近寄りがたい、触れれば瞬間、砕けてしまいそうな、静謐な神聖さがありつつも……知らず知らずのうちに手を伸ばしたくなる、2本の魅惑の木。
けれど、それはできなかった。
2本の木の傍には、二つの存在があった。
ひとつは、木々の頭上にふわりと浮かぶ、大きな白い翼の鳥……いや、人……?
そしてもうひとつは、木々に至る道を阻むように在る、炎の剣。
それは緩やかに回転し、火の粉を辺りに散らしていた。
少しでも近付こうものなら、その火の粉に全身を焼かれ、然る後に両断されることだろう――有無を言わさずそう思わされる存在感があった。
わたしはハッとする。
視界が小高い丘に戻ってきたのだ。
「おわかりになられたでしょう」
旧きエルフが後ろで言う。
「我らが神、我らが創造主は、我々ヒトが楽園に踏み入ることをお許しになりません。我々に安住の場所などないのです。
人は苦しみながら生きねばなりません。そう定められているのです。
もし生の苦しみから解放されることがあるとすれば……それは人ではなく、神でもなく、別の名前で表される何かでしょう。我々の教えに相応しい名はありませんが、長く生きた人の端くれとして、はっきりと言えることもあります。
世迷い人よ――あなたは『それ』になりたいわけではない」
驚いて振り返ると、旧きエルフはすべてを見透かしたような遠い瞳で、わたしの目を見つめた。
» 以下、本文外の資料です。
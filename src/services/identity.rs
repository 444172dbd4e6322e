// Copyright (c) 2025, Jason Jenkins
// SPDX-License-Identifier: BSD-3-Clause

//! Identity collaborator: accounts, sessions, and the approval workflow.
//!
//! New accounts start out pending; an administrator approves or denies them
//! from the dashboard. The session token is held in memory only.

use super::{decode, HttpTransport, ServiceError};
use crate::config::IdentityConfig;
use reqwest::Method;
use serde::{Deserialize, Serialize};
use std::fmt;

pub const MIN_PASSWORD_LEN: usize = 6;

#[derive(Debug, Clone, Copy, PartialEq, Eq, Hash, Serialize, Deserialize)]
#[serde(rename_all = "lowercase")]
pub enum Role {
    Admin,
    User,
}

#[derive(Debug, Clone, Copy, PartialEq, Eq, Hash, Serialize, Deserialize)]
#[serde(rename_all = "lowercase")]
pub enum ApprovalStatus {
    Pending,
    Approved,
    Denied,
}

impl ApprovalStatus {
    pub fn label(self) -> &'static str {
        match self {
            ApprovalStatus::Pending => "Pending",
            ApprovalStatus::Approved => "Approved",
            ApprovalStatus::Denied => "Denied",
        }
    }
}

/// An account as stored by the identity service.
#[derive(Debug, Clone, PartialEq, Eq, Serialize, Deserialize)]
#[serde(rename_all = "camelCase")]
pub struct UserRecord {
    pub uid: String,
    pub email: String,
    pub role: Role,
    pub approval_status: ApprovalStatus,
    /// RFC 3339 timestamp.
    pub created_at: String,
}

/// Opaque session token. Not printed in logs.
#[derive(Clone, PartialEq, Eq, Deserialize)]
#[serde(transparent)]
pub struct SessionToken(String);

impl SessionToken {
    pub fn new(token: impl Into<String>) -> Self {
        Self(token.into())
    }

    pub fn as_str(&self) -> &str {
        &self.0
    }
}

impl fmt::Debug for SessionToken {
    fn fmt(&self, f: &mut fmt::Formatter<'_>) -> fmt::Result {
        f.write_str("SessionToken(..)")
    }
}

/// A signed-in user and their token.
#[derive(Debug, Clone, PartialEq, Eq)]
pub struct Session {
    pub token: SessionToken,
    pub user: UserRecord,
}

pub trait IdentityService: Send + Sync {
    fn sign_in(&self, email: &str, password: &str) -> Result<SessionToken, ServiceError>;
    fn register(&self, email: &str, password: &str) -> Result<UserRecord, ServiceError>;
    fn current_user(&self, token: &SessionToken) -> Result<UserRecord, ServiceError>;
    /// All accounts, newest first.
    fn list_users(&self, token: &SessionToken) -> Result<Vec<UserRecord>, ServiceError>;
    fn set_approval(&self, token: &SessionToken, uid: &str, status: ApprovalStatus) -> Result<(), ServiceError>;
    fn sign_out(&self, token: &SessionToken) -> Result<(), ServiceError>;
}

/// Check credentials before they are sent.
pub fn validate_credentials(email: &str, password: &str) -> Result<(), ServiceError> {
    let email = email.trim();
    let valid_email = email
        .split_once('@')
        .map(|(local, domain)| !local.is_empty() && domain.contains('.'))
        .unwrap_or(false);
    if !valid_email {
        return Err(ServiceError::InvalidInput("Please enter a valid email address.".into()));
    }
    if password.chars().count() < MIN_PASSWORD_LEN {
        return Err(ServiceError::InvalidInput(format!(
            "Password must be at least {MIN_PASSWORD_LEN} characters long."
        )));
    }
    Ok(())
}

/// Sort accounts newest first.
pub fn newest_first(mut users: Vec<UserRecord>) -> Vec<UserRecord> {
    users.sort_by(|a, b| b.created_at.cmp(&a.created_at));
    users
}

#[derive(Deserialize)]
struct SignInResponse {
    token: SessionToken,
}

#[derive(Serialize)]
#[serde(rename_all = "camelCase")]
struct ApprovalUpdate {
    approval_status: ApprovalStatus,
}

#[derive(Debug, Clone)]
pub struct HttpIdentityClient {
    transport: HttpTransport,
}

impl HttpIdentityClient {
    pub fn new(config: &IdentityConfig) -> Result<Self, ServiceError> {
        Ok(Self {
            transport: HttpTransport::new(&config.base_url, config.timeouts)?,
        })
    }

    fn credentials(email: &str, password: &str) -> serde_json::Value {
        serde_json::json!({ "email": email.trim(), "password": password })
    }
}

impl IdentityService for HttpIdentityClient {
    fn sign_in(&self, email: &str, password: &str) -> Result<SessionToken, ServiceError> {
        let body = Self::credentials(email, password);
        let text = self
            .transport
            .send(Method::POST, "/auth/sign-in", None, Some(&body))?;
        let response: SignInResponse = decode(&text)?;
        Ok(response.token)
    }

    fn register(&self, email: &str, password: &str) -> Result<UserRecord, ServiceError> {
        validate_credentials(email, password)?;
        let body = Self::credentials(email, password);
        let text = self
            .transport
            .send(Method::POST, "/auth/register", None, Some(&body))?;
        decode(&text)
    }

    fn current_user(&self, token: &SessionToken) -> Result<UserRecord, ServiceError> {
        let text = self
            .transport
            .send(Method::GET, "/users/me", Some(token.as_str()), None)?;
        decode(&text)
    }

    fn list_users(&self, token: &SessionToken) -> Result<Vec<UserRecord>, ServiceError> {
        let text = self
            .transport
            .send(Method::GET, "/users", Some(token.as_str()), None)?;
        decode(&text).map(newest_first)
    }

    fn set_approval(&self, token: &SessionToken, uid: &str, status: ApprovalStatus) -> Result<(), ServiceError> {
        if status == ApprovalStatus::Pending {
            return Err(ServiceError::InvalidInput("Accounts can only be approved or denied.".into()));
        }
        let body = serde_json::to_value(ApprovalUpdate {
            approval_status: status,
        })
        .map_err(|e| ServiceError::InvalidInput(e.to_string()))?;
        self.transport.send(
            Method::PATCH,
            &format!("/users/{uid}"),
            Some(token.as_str()),
            Some(&body),
        )?;
        Ok(())
    }

    fn sign_out(&self, token: &SessionToken) -> Result<(), ServiceError> {
        self.transport
            .send(Method::POST, "/auth/sign-out", Some(token.as_str()), None)?;
        Ok(())
    }
}

#[cfg(test)]
mod tests {
    use super::*;

    fn user(uid: &str, created_at: &str) -> UserRecord {
        UserRecord {
            uid: uid.into(),
            email: format!("{uid}@example.com"),
            role: Role::User,
            approval_status: ApprovalStatus::Pending,
            created_at: created_at.into(),
        }
    }

    #[test]
    fn test_user_record_wire_format() {
        let json = r#"{"uid":"u1","email":"a@b.co","role":"admin","approvalStatus":"approved","createdAt":"2024-05-01T10:00:00Z"}"#;
        let record: UserRecord = serde_json::from_str(json).unwrap();
        assert_eq!(record.role, Role::Admin);
        assert_eq!(record.approval_status, ApprovalStatus::Approved);
        assert_eq!(record.created_at, "2024-05-01T10:00:00Z");
    }

    #[test]
    fn test_newest_first() {
        let users = newest_first(vec![
            user("old", "2024-01-01T00:00:00Z"),
            user("new", "2024-06-01T00:00:00Z"),
            user("mid", "2024-03-01T00:00:00Z"),
        ]);
        let order: Vec<_> = users.iter().map(|u| u.uid.as_str()).collect();
        assert_eq!(order, vec!["new", "mid", "old"]);
    }

    #[test]
    fn test_credential_validation() {
        assert!(validate_credentials("me@example.com", "secret1").is_ok());
        assert!(validate_credentials("not-an-email", "secret1").is_err());
        let err = validate_credentials("me@example.com", "123").unwrap_err();
        assert!(err.to_string().contains("at least 6"));
    }

    #[test]
    fn test_token_debug_is_redacted() {
        let token = SessionToken::new("super-secret");
        assert!(!format!("{token:?}").contains("super-secret"));
        let response: SignInResponse = decode(r#"{"token":"abc"}"#).unwrap();
        assert_eq!(response.token.as_str(), "abc");
    }

    #[test]
    fn test_approval_body() {
        let body = serde_json::to_value(ApprovalUpdate {
            approval_status: ApprovalStatus::Denied,
        })
        .unwrap();
        assert_eq!(body, serde_json::json!({"approvalStatus": "denied"}));
    }
}
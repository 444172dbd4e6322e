// Copyright (c) 2025, Jason Jenkins
// SPDX-License-Identifier: BSD-3-Clause

//! Route guard: decides which screen a session may see.

use super::identity::{ApprovalStatus, Role, Session, UserRecord};

/// What an account is allowed to do.
#[derive(Debug, Clone, Copy, PartialEq, Eq)]
pub enum Access {
    Admin,
    Editor,
    AwaitingApproval,
    Denied,
}

/// Screens of the application.
#[derive(Debug, Clone, Copy, PartialEq, Eq)]
pub enum Route {
    SignIn,
    Register,
    Pending,
    Denied,
    Editor,
    Admin,
}

impl Route {
    fn is_public(self) -> bool {
        matches!(self, Route::SignIn | Route::Register)
    }
}

pub fn access_level(user: &UserRecord) -> Access {
    match (user.approval_status, user.role) {
        (ApprovalStatus::Approved, Role::Admin) => Access::Admin,
        (ApprovalStatus::Approved, Role::User) => Access::Editor,
        (ApprovalStatus::Pending, _) => Access::AwaitingApproval,
        (ApprovalStatus::Denied, _) => Access::Denied,
    }
}

/// The route actually shown when `requested` is asked for.
pub fn guard(requested: Route, session: Option<&Session>) -> Route {
    let Some(session) = session else {
        return if requested.is_public() {
            requested
        } else {
            Route::SignIn
        };
    };

    match access_level(&session.user) {
        Access::AwaitingApproval => Route::Pending,
        Access::Denied => Route::Denied,
        Access::Editor => Route::Editor,
        Access::Admin => match requested {
            Route::Admin => Route::Admin,
            _ => Route::Editor,
        },
    }
}

/// Swap in a re-fetched account record and return the route the session
/// now leads to from `current`.
pub fn refresh_session(session: &mut Session, user: UserRecord, current: Route) -> Route {
    session.user = user;
    guard(current, Some(session))
}
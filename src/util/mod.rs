// Copyright (c) 2025, Jason Jenkins
// SPDX-License-Identifier: BSD-3-Clause

//! Shared utilities.

pub mod geometry;
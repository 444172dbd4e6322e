// Copyright (c) 2025, Jason Jenkins
// SPDX-License-Identifier: BSD-3-Clause

//! Background work with one in-flight slot per kind of operation.
//!
//! Each job runs on its own thread and reports back through a channel that
//! the UI drains once per frame. A kind that is already running refuses new
//! work instead of queueing it; a finished job frees only its own kind.

use std::collections::HashSet;
use std::sync::mpsc::{channel, Receiver, Sender};

#[derive(Debug, Clone, Copy, PartialEq, Eq, Hash)]
pub enum TaskKind {
    LoadImage,
    Caption,
    Hashtags,
    Contrast,
    Export,
    Auth,
    Users,
}

pub struct TaskRunner<T> {
    sender: Sender<(TaskKind, T)>,
    receiver: Receiver<(TaskKind, T)>,
    in_flight: HashSet<TaskKind>,
}

impl<T: Send + 'static> Default for TaskRunner<T> {
    fn default() -> Self {
        Self::new()
    }
}

impl<T: Send + 'static> TaskRunner<T> {
    pub fn new() -> Self {
        let (sender, receiver) = channel();
        Self {
            sender,
            receiver,
            in_flight: HashSet::new(),
        }
    }

    pub fn is_busy(&self, kind: TaskKind) -> bool {
        self.in_flight.contains(&kind)
    }

    pub fn any_busy(&self) -> bool {
        !self.in_flight.is_empty()
    }

    /// Run `job` in the background. Returns false (and does nothing) when a
    /// job of the same kind is still running.
    pub fn spawn<F>(&mut self, kind: TaskKind, job: F) -> bool
    where
        F: FnOnce() -> T + Send + 'static,
    {
        if !self.in_flight.insert(kind) {
            log::debug!("{kind:?} already in flight");
            return false;
        }
        let sender = self.sender.clone();
        std::thread::spawn(move || {
            let _ = sender.send((kind, job()));
        });
        true
    }

    /// Collect finished jobs, freeing their kinds.
    pub fn poll(&mut self) -> Vec<(TaskKind, T)> {
        let finished: Vec<_> = self.receiver.try_iter().collect();
        for (kind, _) in &finished {
            self.in_flight.remove(kind);
        }
        finished
    }
}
「お戻りなさい。本当にあなたが探すべきものがある場所に。そして大いに苦しみなさい。その苦しみが、あなたにとっての本当の楽園へ、きっと導いてくれることでしょう―――」
そうして、わたしは来た道を取って返した。
胸を掻きむしる焦燥は相変わらず。
けれど、茫漠とした徒労感は少しだけ和らいでいた。
道が、少しだけ見えた気がする。
ある程度まで船で戻ってくると、【絶跡の虚穴】で島伝いに移動できたので、復路は往路よりずっと速かった。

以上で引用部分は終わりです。